Electricians discuss a task at TJX.

Making the leap to the union side provides new IBEW Local 573 members job security, work closer to home

Last year, two local journeymen electricians made a decision they both agree has been a great move.

John Martinelli and Mike Keleman, both represented by IBEW Local 573 in Warren, joined the union in June 2021.

They’ve been part of a 12-person team working at the TJX warehouse in Lordstown, most recently working on installing a conveyor belt system. Work at the site for the electricians is anticipated to finish in mid-to-late spring.

For both Martinelli and Keleman, there have been several advantages to making the switch.

On the first day of the job, Martinelli was quite literally given tools he needed to succeed.

Electrical journeyman John Martinelli was “organized” into IBEW Local 573 in 2021. Looking back, he said it’s one of the best career choices he’s ever made.

“I had more stuff handed to me on Day One here than I did when I worked with some other non-union contractors,” Martinelli said, adding he also received the guidance he needed to be successful.

The duo also appreciated having support with matters of safety and time constraints on a given task.

“There’s someone to represent me, instead of me going against a company if there are concerns,” Keleman said.

Being part of a team

Keleman recalled prior to joining the union when he was working a job for a non-union contractor. Reading paperwork associated with the job, Keleman realized there wasn’t any additional compensation that was agreed upon by the contractor and job site for safety.

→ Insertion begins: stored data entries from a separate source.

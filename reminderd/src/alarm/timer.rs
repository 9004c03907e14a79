use std::collections::HashMap;
use std::sync::{Arc, Mutex, MutexGuard, PoisonError};
use chrono::{DateTime, Duration, Utc};
use serde::Serialize;
use thiserror::Error;
use tokio::runtime::Handle;
use tokio::sync::mpsc;
use tokio::time::Instant;
use tokio_util::sync::CancellationToken;
use shared::types::MedicationId;

/// Longest single sleep; longer waits are re-armed in steps.
const MAX_SLEEP: std::time::Duration = std::time::Duration::from_secs(86_400);

/// Human-readable content captured when the alarm is armed.
#[derive(Debug, Clone, PartialEq, Eq, Serialize)]
pub struct AlarmPayload {
    pub name: String,
    pub dosage: String,
}

/// What the timer facility hands back when a registration fires.
#[derive(Debug, Clone, PartialEq, Eq)]
pub struct AlarmTag {
    pub medication_id: MedicationId,
    /// Registry generation of the entry that armed this alarm
    pub generation: u64,
    pub payload: AlarmPayload,
}

#[derive(Debug, Clone, PartialEq, Eq)]
pub struct Fire {
    pub tag: AlarmTag,
    pub scheduled_at: DateTime<Utc>,
}

#[derive(Debug, Clone, PartialEq, Eq, Error)]
pub enum TimerError {
    #[error("timer facility is shut down")]
    ShutDown,

    #[error("repeat period must be positive")]
    InvalidPeriod,

    #[error("alarm limit of {0} reached")]
    QuotaExceeded(usize),
}

/// Host timer facility. Registrations are keyed by medication id: at most one
/// live registration per id.
pub trait TimerFacility: Send + Sync {
    /// Fire once at or after `at`.
    fn register_one_shot(&self, tag: AlarmTag, at: DateTime<Utc>) -> Result<(), TimerError>;

    /// Fire at `first`, then every `period` after it, until cancelled.
    fn register_periodic(
        &self,
        tag: AlarmTag,
        first: DateTime<Utc>,
        period: Duration,
    ) -> Result<(), TimerError>;

    /// Drop the registration for `medication_id`, if any.
    fn cancel(&self, medication_id: MedicationId);
}

struct Armed {
    seq: u64,
    cancel: CancellationToken,
}

#[derive(Default)]
struct ArmedSet {
    next_seq: u64,
    alarms: HashMap<MedicationId, Armed>,
}

/// In-process timer: one task per registration on the tokio runtime, fires
/// delivered over an mpsc channel. Registrations live as long as the process;
/// the daemon re-arms them from the store at startup.
pub struct TokioTimer {
    runtime: Handle,
    fire_tx: mpsc::Sender<Fire>,
    armed: Arc<Mutex<ArmedSet>>,
    max_alarms: usize,
}

impl TokioTimer {
    pub fn new(runtime: Handle, fire_tx: mpsc::Sender<Fire>, max_alarms: usize) -> Self {
        Self {
            runtime,
            fire_tx,
            armed: Arc::new(Mutex::new(ArmedSet::default())),
            max_alarms,
        }
    }

    /// Number of live registrations
    pub fn armed_count(&self) -> usize {
        lock(&self.armed).alarms.len()
    }

    fn arm(&self, tag: AlarmTag, first: DateTime<Utc>, period: Option<Duration>) -> Result<(), TimerError> {
        if self.fire_tx.is_closed() {
            return Err(TimerError::ShutDown);
        }
        if period.is_some_and(|p| p <= Duration::zero()) {
            return Err(TimerError::InvalidPeriod);
        }

        let medication_id = tag.medication_id;
        let mut armed = lock(&self.armed);

        if !armed.alarms.contains_key(&medication_id) && armed.alarms.len() >= self.max_alarms {
            return Err(TimerError::QuotaExceeded(self.max_alarms));
        }

        if let Some(previous) = armed.alarms.remove(&medication_id) {
            previous.cancel.cancel();
        }

        armed.next_seq += 1;
        let seq = armed.next_seq;
        let cancel = CancellationToken::new();
        armed.alarms.insert(medication_id, Armed { seq, cancel: cancel.clone() });
        drop(armed);

        let task = AlarmTask {
            tag,
            first,
            period,
            origin: Origin::now(),
            cancel,
            fire_tx: self.fire_tx.clone(),
            armed: self.armed.clone(),
            seq,
        };
        self.runtime.spawn(task.run());

        Ok(())
    }
}

impl TimerFacility for TokioTimer {
    fn register_one_shot(&self, tag: AlarmTag, at: DateTime<Utc>) -> Result<(), TimerError> {
        self.arm(tag, at, None)
    }

    fn register_periodic(
        &self,
        tag: AlarmTag,
        first: DateTime<Utc>,
        period: Duration,
    ) -> Result<(), TimerError> {
        self.arm(tag, first, Some(period))
    }

    fn cancel(&self, medication_id: MedicationId) {
        if let Some(armed) = lock(&self.armed).alarms.remove(&medication_id) {
            armed.cancel.cancel();
        }
    }
}

fn lock(armed: &Mutex<ArmedSet>) -> MutexGuard<'_, ArmedSet> {
    armed.lock().unwrap_or_else(PoisonError::into_inner)
}

/// Pairs a wall-clock instant with the monotonic clock so every deadline of a
/// registration is measured from the same point. The monotonic clock does not
/// advance while the host is suspended, so a fire can come late but never early.
#[derive(Clone, Copy)]
struct Origin {
    instant: Instant,
    wall: DateTime<Utc>,
}

impl Origin {
    fn now() -> Self {
        Self { instant: Instant::now(), wall: Utc::now() }
    }

    fn deadline(&self, at: DateTime<Utc>) -> Instant {
        let ahead = (at - self.wall).to_std().unwrap_or_default();
        self.instant + ahead
    }
}

struct AlarmTask {
    tag: AlarmTag,
    first: DateTime<Utc>,
    period: Option<Duration>,
    origin: Origin,
    cancel: CancellationToken,
    fire_tx: mpsc::Sender<Fire>,
    armed: Arc<Mutex<ArmedSet>>,
    seq: u64,
}

impl AlarmTask {
    async fn run(self) {
        let medication_id = self.tag.medication_id;
        let mut n: i64 = 0;

        while let Some(scheduled_at) = self.nth(n) {
            let deadline = self.origin.deadline(scheduled_at);

            tokio::select! {
                biased;
                _ = self.cancel.cancelled() => break,
                _ = sleep_until(deadline) => {}
            }
            if self.cancel.is_cancelled() {
                break;
            }

            let fire = Fire { tag: self.tag.clone(), scheduled_at };
            if self.fire_tx.send(fire).await.is_err() {
                tracing::warn!("Fire channel closed, dropping alarm for medication {}", medication_id);
                break;
            }

            if self.period.is_none() {
                break;
            }
            n += 1;
        }

        let mut armed = lock(&self.armed);
        if armed.alarms.get(&medication_id).is_some_and(|a| a.seq == self.seq) {
            armed.alarms.remove(&medication_id);
        }
    }

    /// Deadlines are `first + n * period`, never "last delivery + period".
    fn nth(&self, n: i64) -> Option<DateTime<Utc>> {
        match (n, self.period) {
            (0, _) => Some(self.first),
            (_, None) => None,
            (n, Some(period)) => {
                let offset = period.num_milliseconds().checked_mul(n)?;
                self.first.checked_add_signed(Duration::milliseconds(offset))
            }
        }
    }
}

async fn sleep_until(deadline: Instant) {
    loop {
        let now = Instant::now();
        if now >= deadline {
            return;
        }
        tokio::time::sleep_until(deadline.min(now + MAX_SLEEP)).await;
    }
}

Mike Keleman is a journeyman with Local 573 in Warren. He made the switch to join the union, which has provided better pay, safety and representation.

“I brought it to the attention of the office, and they said, ‘No, you’re not getting it.’”

Since the contractor he worked with wasn’t union, “I didn’t have a leg to stand on,” Keleman said. “Here, I can go to the union and voice my concerns. The brotherhood will take care of us.”

That sense of “brotherhood” translates to the electricians Martinelli works with day in and day out.

“Right off the bat, I noticed how people interacted with me. They were instantly friendly, then there was a group that needed to see us work. Then they welcomed us. There are some others who keep to themselves overall,” Martinelli said.

Electricians discuss a task at TJX.

Answering a question is John Martinelli, right, a journeyman with IBEW Local 573 in Warren.

“Everybody’s been extremely great. I wish I would have done this when I was younger,” he said. “I didn’t know any better.”

Martinelli has been an electrician for 24 years.

Another pro is a steadier, higher wage, both Martinelli and Keleman said.

With all of the upcoming work Local 573 has signed on to do in the area, both men are grateful to have work for a while.

Taking the time to teach

It’s important to have local unions work these types of jobs because the quality of work from the union will ensure good work will be completed, said Scott Nichols, steward for Local 573. There is an emphasis on meticulous craftsmanship from the very beginning as apprentices, he added.

Building off that, Keleman said he’s noticed there is more time to show apprentices how to do tasks, teaching them start to finish.

“Non-union jobs sometimes have apprentices put on a task by themselves, trying to figure it out in bits and pieces. Here, the manpower is just right so we can show apprentices,” Keleman said.

Martinelli added showing apprentices helps the pipeline of electricians. “I’m going to be retiring… You’ve got the younger guys coming up.”

Better late than never

Six years ago, journeyman Alex Borowski joined Local 573.

Like Martinelli and Keleman, Borowski likes that the work is steadier and closer to home.

Alex Borowski organized into Local 573 six years ago. One of the many reasons he decided to do so was to work closer to home on a consistent basis.

“I was driving from here to Cleveland every day before organizing in,” he said.

Safety guidelines are spelled out, Borowski said. “The union looks out for your needs. They want to keep us happy. If you have a problem, you have somebody that has your back.”

Similar to Martinelli, Borowski is thankful he joined, even a little later than he would have liked.

“I wish I would’ve joined when I was younger,” he said.